▶ _Goal of the exercise_
In the entries below, find the lines with the word "module" and copy them.

(Records for the exercise begins)

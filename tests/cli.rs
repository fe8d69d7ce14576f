//! CLI integration tests for md2zim.

use assert_cmd::cargo::cargo_bin_cmd;
use predicates::prelude::*;
use std::fs;
use tempfile::TempDir;

#[test]
fn test_help() {
    cargo_bin_cmd!("md2zim")
        .arg("--help")
        .assert()
        .success()
        .stdout(predicate::str::contains("Zim wiki markup"));
}

#[test]
fn test_version() {
    cargo_bin_cmd!("md2zim")
        .arg("--version")
        .assert()
        .success()
        .stdout(predicate::str::contains(env!("CARGO_PKG_VERSION")));
}

#[test]
fn test_no_input() {
    cargo_bin_cmd!("md2zim")
        .assert()
        .failure()
        .stderr(predicate::str::contains("Usage:"));
}

#[test]
fn test_convert_default_output() {
    let temp_dir = TempDir::new().unwrap();
    let input = temp_dir.path().join("notes.md");
    fs::write(&input, "# Notes\n\nSome *text*.\n").unwrap();

    cargo_bin_cmd!("md2zim")
        .arg(input.to_str().unwrap())
        .assert()
        .success();

    let output = temp_dir.path().join("notes_md2zim.txt");
    assert_eq!(
        fs::read_to_string(output).unwrap(),
        "===== Notes =====\n\nSome //text//.\n"
    );
}

#[test]
fn test_convert_explicit_output() {
    let temp_dir = TempDir::new().unwrap();
    let input = temp_dir.path().join("notes.md");
    let output = temp_dir.path().join("Page.txt");
    fs::write(&input, "- a\n- b\n").unwrap();

    cargo_bin_cmd!("md2zim")
        .args([input.to_str().unwrap(), "-o", output.to_str().unwrap()])
        .assert()
        .success();

    assert_eq!(fs::read_to_string(output).unwrap(), "* a\n* b\n");
}

#[test]
fn test_missing_input_fails() {
    let temp_dir = TempDir::new().unwrap();
    let input = temp_dir.path().join("missing.md");

    cargo_bin_cmd!("md2zim")
        .arg(input.to_str().unwrap())
        .assert()
        .failure()
        .code(1)
        .stderr(predicate::str::contains("Input file not found"));
}

#[test]
fn test_no_overwrite_picks_new_name() {
    let temp_dir = TempDir::new().unwrap();
    let input = temp_dir.path().join("notes.md");
    let existing = temp_dir.path().join("notes_md2zim.txt");
    fs::write(&input, "text\n").unwrap();
    fs::write(&existing, "keep me").unwrap();

    cargo_bin_cmd!("md2zim")
        .args(["--no-overwrite", input.to_str().unwrap()])
        .assert()
        .success();

    assert_eq!(fs::read_to_string(&existing).unwrap(), "keep me");
    assert_eq!(
        fs::read_to_string(temp_dir.path().join("notes_md2zim_(1).txt")).unwrap(),
        "text\n"
    );
}

#[test]
fn test_config_suffix_used() {
    let temp_dir = TempDir::new().unwrap();
    let input = temp_dir.path().join("notes.md");
    fs::write(&input, "text\n").unwrap();
    fs::write(
        temp_dir.path().join(".md2zim.toml"),
        "output_suffix = \"_zim\"\n",
    )
    .unwrap();

    cargo_bin_cmd!("md2zim")
        .arg(input.to_str().unwrap())
        .assert()
        .success();

    assert!(temp_dir.path().join("notes_zim.txt").exists());
}

#[test]
fn test_invalid_explicit_config_fails() {
    let temp_dir = TempDir::new().unwrap();
    let input = temp_dir.path().join("notes.md");
    let config = temp_dir.path().join("bad.toml");
    fs::write(&input, "text\n").unwrap();
    fs::write(&config, "max_depth = 0\n").unwrap();

    cargo_bin_cmd!("md2zim")
        .args(["--config", config.to_str().unwrap(), input.to_str().unwrap()])
        .assert()
        .failure()
        .stderr(predicate::str::contains("max_depth"));
}
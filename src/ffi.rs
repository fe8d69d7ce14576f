//! C FFI layer for cross-language interoperability.
//!
//! Every conversion returns an [`Md2ZimResult`] holding either `data` or
//! `error`; both strings are owned by the caller and released with
//! [`md2zim_free_result`] (or [`md2zim_free_string`] for one of them).

use crate::config::Config;
use crate::convert;
use libc::{c_char, size_t};
use std::ffi::{CStr, CString};
use std::ptr;

/// Engine limits for a conversion. Zero fields fall back to the defaults.
#[repr(C)]
pub struct Md2ZimConfig {
    /// Width of one indentation level
    pub tab_width: size_t,
    /// Bound on the bytes scanned for a link text's closing `]`
    pub max_link_text_scan: size_t,
    /// Maximum nesting of quotes and lists
    pub max_depth: size_t,
}

impl Default for Md2ZimConfig {
    fn default() -> Self {
        let defaults = Config::default();
        Self {
            tab_width: defaults.tab_width,
            max_link_text_scan: defaults.max_link_text_scan,
            max_depth: defaults.max_depth,
        }
    }
}

impl Md2ZimConfig {
    fn to_config(&self) -> Config {
        let defaults = Config::default();
        let or_default = |value: size_t, default: usize| if value == 0 { default } else { value };
        Config {
            tab_width: or_default(self.tab_width, defaults.tab_width),
            max_link_text_scan: or_default(self.max_link_text_scan, defaults.max_link_text_scan),
            max_depth: or_default(self.max_depth, defaults.max_depth),
            ..defaults
        }
    }
}

/// Result type for FFI operations.
#[repr(C)]
pub struct Md2ZimResult {
    /// Pointer to result string (caller must free with md2zim_free_string)
    pub data: *mut c_char,
    /// Error message if data is null (caller must free with md2zim_free_string)
    pub error: *mut c_char,
}

impl Md2ZimResult {
    fn ok(data: String) -> Self {
        match CString::new(data) {
            Ok(c_string) => Self {
                data: c_string.into_raw(),
                error: ptr::null_mut(),
            },
            Err(_) => Self::err("Output contains a NUL byte"),
        }
    }

    fn err(error: impl Into<String>) -> Self {
        let error = CString::new(error.into()).unwrap_or_else(|_| c"Unknown error".to_owned());
        Self {
            data: ptr::null_mut(),
            error: error.into_raw(),
        }
    }
}

unsafe fn convert_raw(input: *const c_char, config: Config) -> Md2ZimResult {
    if input.is_null() {
        return Md2ZimResult::err("Null input pointer");
    }

    let input = match CStr::from_ptr(input).to_str() {
        Ok(s) => s,
        Err(_) => return Md2ZimResult::err("Invalid UTF-8 input"),
    };

    match convert(input, &config) {
        Ok(zim) => Md2ZimResult::ok(zim),
        Err(e) => Md2ZimResult::err(e.to_string()),
    }
}

/// Convert a Markdown document with the default configuration.
///
/// # Safety
///
/// - `input` must be a valid null-terminated UTF-8 string.
/// - The returned result must be freed with `md2zim_free_result`.
#[no_mangle]
pub unsafe extern "C" fn md2zim_convert(input: *const c_char) -> Md2ZimResult {
    convert_raw(input, Config::default())
}

/// Convert a Markdown document with explicit limits.
///
/// # Safety
///
/// - `input` must be a valid null-terminated UTF-8 string.
/// - `config` must be null or a valid pointer to Md2ZimConfig.
/// - The returned result must be freed with `md2zim_free_result`.
#[no_mangle]
pub unsafe extern "C" fn md2zim_convert_with_config(
    input: *const c_char,
    config: *const Md2ZimConfig,
) -> Md2ZimResult {
    let config = if config.is_null() {
        Config::default()
    } else {
        (*config).to_config()
    };
    convert_raw(input, config)
}

/// Free a string returned by md2zim functions.
///
/// # Safety
///
/// - `s` must be a pointer returned by a md2zim function, or null.
#[no_mangle]
pub unsafe extern "C" fn md2zim_free_string(s: *mut c_char) {
    if !s.is_null() {
        drop(CString::from_raw(s));
    }
}

/// Free a result struct.
///
/// # Safety
///
/// - `result` must be a valid Md2ZimResult.
#[no_mangle]
pub unsafe extern "C" fn md2zim_free_result(result: Md2ZimResult) {
    md2zim_free_string(result.data);
    md2zim_free_string(result.error);
}

/// Get the library version.
///
/// The returned string is static and must not be freed.
#[no_mangle]
pub extern "C" fn md2zim_version() -> *const c_char {
    static VERSION: &str = concat!(env!("CARGO_PKG_VERSION"), "\0");
    VERSION.as_ptr() as *const c_char
}

#[cfg(test)]
mod tests {
    use super::*;
    use pretty_assertions::assert_eq;

    unsafe fn take(result: Md2ZimResult) -> (Option<String>, Option<String>) {
        let read = |p: *mut c_char| {
            (!p.is_null()).then(|| CStr::from_ptr(p).to_string_lossy().into_owned())
        };
        let out = (read(result.data), read(result.error));
        md2zim_free_result(result);
        out
    }

    #[test]
    fn test_convert() {
        let input = CString::new("# Title\n\n*x*").unwrap();
        let (data, error) = unsafe { take(md2zim_convert(input.as_ptr())) };
        assert_eq!(data.as_deref(), Some("===== Title =====\n\n//x//\n"));
        assert_eq!(error, None);
    }

    #[test]
    fn test_null_input() {
        let (data, error) = unsafe { take(md2zim_convert(ptr::null())) };
        assert_eq!(data, None);
        assert_eq!(error.as_deref(), Some("Null input pointer"));
    }

    #[test]
    fn test_convert_with_config() {
        let input = CString::new("[abcdefghij](http://a.com)").unwrap();
        let config = Md2ZimConfig {
            max_link_text_scan: 4,
            ..Md2ZimConfig::default()
        };
        let (data, _) = unsafe { take(md2zim_convert_with_config(input.as_ptr(), &config)) };
        assert_eq!(data.as_deref(), Some("[abcdefghij](http://a.com)\n"));

        let (data, _) = unsafe { take(md2zim_convert_with_config(input.as_ptr(), ptr::null())) };
        assert_eq!(data.as_deref(), Some("[[http://a.com|abcdefghij]]\n"));
    }

    #[test]
    fn test_zero_fields_use_defaults() {
        let config = Md2ZimConfig {
            tab_width: 0,
            max_link_text_scan: 0,
            max_depth: 0,
        };
        assert_eq!(config.to_config(), Config::default());
    }

    #[test]
    fn test_version() {
        let version = unsafe { CStr::from_ptr(md2zim_version()) };
        assert_eq!(version.to_str().unwrap(), env!("CARGO_PKG_VERSION"));
    }
}
//! # md2zim
//!
//! Convert Markdown documents to Zim desktop wiki markup.
//!
//! ## Quick Start
//!
//! ```rust
//! use md2zim::{convert, Config};
//!
//! let input = r#"
//! ## Introduction
//!
//! Some *emphasis*, a [link](http://example.com) and a note[^1].
//!
//! [^1]: The note.
//! "#;
//!
//! let zim = convert(input, &Config::default()).unwrap();
//! assert!(zim.contains("===== Introduction ====="));
//! assert!(zim.contains("[[http://example.com|link]]"));
//! ```
//!
//! ## Syntax Mapping
//!
//! | Markdown                   | Zim                        |
//! |----------------------------|----------------------------|
//! | `# H1` ... `###### H6`     | `===== H1 =====` ... `= H6 =` |
//! | `**bold**`, `__bold__`     | `**bold**`                 |
//! | `*italic*`, `_italic_`     | `//italic//`               |
//! | `~~strike~~`               | `~~strike~~`               |
//! | `- item`, `+ item`         | `* item`                   |
//! | `1. item`                  | `1. item`                  |
//! | `> quote`                  | `'''` block, indented      |
//! | `[text](url)`, `[text][id]`| `[[url\|text]]`            |
//! | `![alt](url)`              | `{{url}}`                  |
//! | `[^id]`                    | `^{N}` plus a footnote section |
//!
//! Fenced code and code spans are copied through untouched.
//!
//! ## Configuration
//!
//! The engine reads a few limits from [`Config`], loadable from TOML with
//! [`config::load`]:
//!
//! ```text
//! tab_width = 4
//! max_link_text_scan = 3000
//! max_depth = 64
//! output_suffix = "_md2zim"
//! ```
//!
//! ## FFI
//!
//! A C-compatible API is exported for use from other languages. See the
//! `ffi` module documentation for details.
//!
//! ## Features
//!
//! - `cli` (default): the `md2zim` command line tool
//! - `wasm`: WebAssembly bindings (requires `wasm-bindgen`)

pub mod config;
pub mod convert;
pub mod error;
pub mod placeholder;
pub mod storage;

// FFI module (always compiled for cdylib)
pub mod ffi;

// WASM module (only with feature)
#[cfg(feature = "wasm")]
pub mod wasm;

// Convenience re-exports
pub use config::Config;
pub use convert::Converter;
pub use error::{ConfigError, ConvertError, Error, Result, StorageError};
pub use storage::{auto_rename, read_document, write_document};

/// Convert a Markdown document to Zim markup in one step.
///
/// Fails only when `config` is invalid.
///
/// # Example
///
/// ```rust
/// use md2zim::{convert, Config};
///
/// let zim = convert("Some **bold** and *italic* text.", &Config::default()).unwrap();
/// assert_eq!(zim, "Some **bold** and //italic// text.\n");
/// ```
pub fn convert(input: &str, config: &Config) -> Result<String> {
    let mut converter = Converter::new(config.clone())?;
    Ok(converter.convert(input))
}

(Records for the exercise ends)

▶ _Answer section_
//! `ffi` module documentation for details.
// FFI module (always compiled for cdylib)
// WASM module (only with feature)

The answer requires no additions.